Vasco da Gama actually did manage to find India by sea, opening the floodgates for the Portuguese spice trade. He brought back black pepper, cinnamon, and other wonders that suddenly made European dishes taste less like boiled cabbage and more like something you’d actually want to eat.
Even Magellan’s crew, though most of them didn’t survive the voyage, managed to return with a shipload of cloves. That single haul of spice was worth more than the expedition itself. Imagine being one of the few sailors who lived: “I’ve lost all my friends, but at least I’m sitting on a fortune in cloves.”
Chefs Who Went Heavy-Handed
Of course, without cooks, all that pepper and cinnamon would just gather dust in jars. Some chefs throughout history have been true spice fanatics.
Take Apicius, the Roman food writer. His cookbook, De Re Coquinaria, is filled with spice-heavy recipes—pepper was everywhere, often drowning out the other flavours. Roman diners apparently enjoyed food that scorched their tongues and wallets in equal measure.

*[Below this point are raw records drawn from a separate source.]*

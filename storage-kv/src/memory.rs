//! In-memory key-value store

use crate::error::StorageResult;
use crate::KeyValueStore;
use parking_lot::RwLock;
use serde_json::Value;
use std::collections::HashMap;

/// Volatile store backing in-session state and the degraded persistence path.
#[derive(Default)]
pub struct MemoryStore {
    entries: RwLock<HashMap<String, Value>>,
}

impl MemoryStore {
    pub fn new() -> Self {
        Self::default()
    }

    /// Pre-seed the store, used when taking over from a failed durable layer.
    pub fn seed(&self, entries: Vec<(String, Value)>) {
        let mut guard = self.entries.write();
        for (key, value) in entries {
            guard.insert(key, value);
        }
    }
}

impl KeyValueStore for MemoryStore {
    fn get(&self, key: &str) -> StorageResult<Option<Value>> {
        Ok(self.entries.read().get(key).cloned())
    }

    fn set(&self, key: &str, value: Value) -> StorageResult<()> {
        self.entries.write().insert(key.to_string(), value);
        Ok(())
    }

    fn remove(&self, key: &str) -> StorageResult<()> {
        self.entries.write().remove(key);
        Ok(())
    }

    fn entries(&self) -> StorageResult<Vec<(String, Value)>> {
        Ok(self
            .entries
            .read()
            .iter()
            .map(|(k, v)| (k.clone(), v.clone()))
            .collect())
    }
}

#[cfg(test)]
mod tests {
    use super::*;
    use crate::StoreExt;
    use serde_json::json;

    #[test]
    fn set_get_remove_roundtrip() {
        let store = MemoryStore::new();
        store.set("search/filters", json!({"radius_km": 10.0})).unwrap();
        assert_eq!(
            store.get("search/filters").unwrap(),
            Some(json!({"radius_km": 10.0}))
        );

        store.remove("search/filters").unwrap();
        assert_eq!(store.get("search/filters").unwrap(), None);
    }

    #[test]
    fn typed_read_discards_malformed_value() {
        let store = MemoryStore::new();
        store.set("bookings", json!("not-an-array")).unwrap();

        let read: Option<Vec<u32>> = store.get_json("bookings").unwrap();
        assert_eq!(read, None);
    }
}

Fast-forward to the 20th century and you get Julia Child, who introduced French cooking to North America with lashings of herbs and spices. She wasn’t shy about garlic either, declaring that no proper cook should be afraid of it. The woman was practically a garlic activist.

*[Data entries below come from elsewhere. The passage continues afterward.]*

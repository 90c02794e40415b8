//! Namespaced key layout for the booking flows
//!
//! One key per logical field, namespaced by flow. The bookings array and the
//! results cache each live under a single key so that one `set` is the unit
//! of durability for them.

/// Array of booking records; the single source of truth for history screens.
pub const BOOKINGS: &str = "bookings";

/// One `CacheEnvelope<ResultsCachePayload>`.
pub const RESULTS_CACHE: &str = "results/cache";

/// Persisted search filter state.
pub const SEARCH_FILTERS: &str = "search/filters";

/// Persisted free-text search query fields.
pub const SEARCH_QUERY: &str = "search/query";

/// Transient marker: doctor chosen on the results screen.
pub const SELECTED_DOCTOR: &str = "selection/doctor";

/// Transient marker: slot chosen on the schedule screen.
pub const SELECTED_SLOT: &str = "selection/slot";

/// Transient marker: booking a pending confirm will replace.
pub const RESCHEDULE_FROM: &str = "selection/reschedule_from";

/// Key for an arbitrary field scoped to a named flow.
pub fn flow_key(flow: &str, field: &str) -> String {
    format!("{}/{}", flow, field)
}

#[cfg(test)]
mod tests {
    use super::*;

    #[test]
    fn flow_key_is_namespaced() {
        assert_eq!(flow_key("search", "city"), "search/city");
    }
}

And then there’s Madhur Jaffrey, who revolutionised how Western audiences thought about Indian spices. Her recipes showed that cumin, coriander, turmeric, and cardamom could transform the dullest stew into something extraordinary.
Entertainers Who Craved Heat
It’s not just monarchs and explorers—performers have also been spice enthusiasts.
Elvis Presley famously adored fried peanut butter and banana sandwiches, but he was also partial to spicy southern dishes loaded with cayenne and paprika. Maybe that hip-shaking wasn’t just rhythm—it could’ve been indigestion.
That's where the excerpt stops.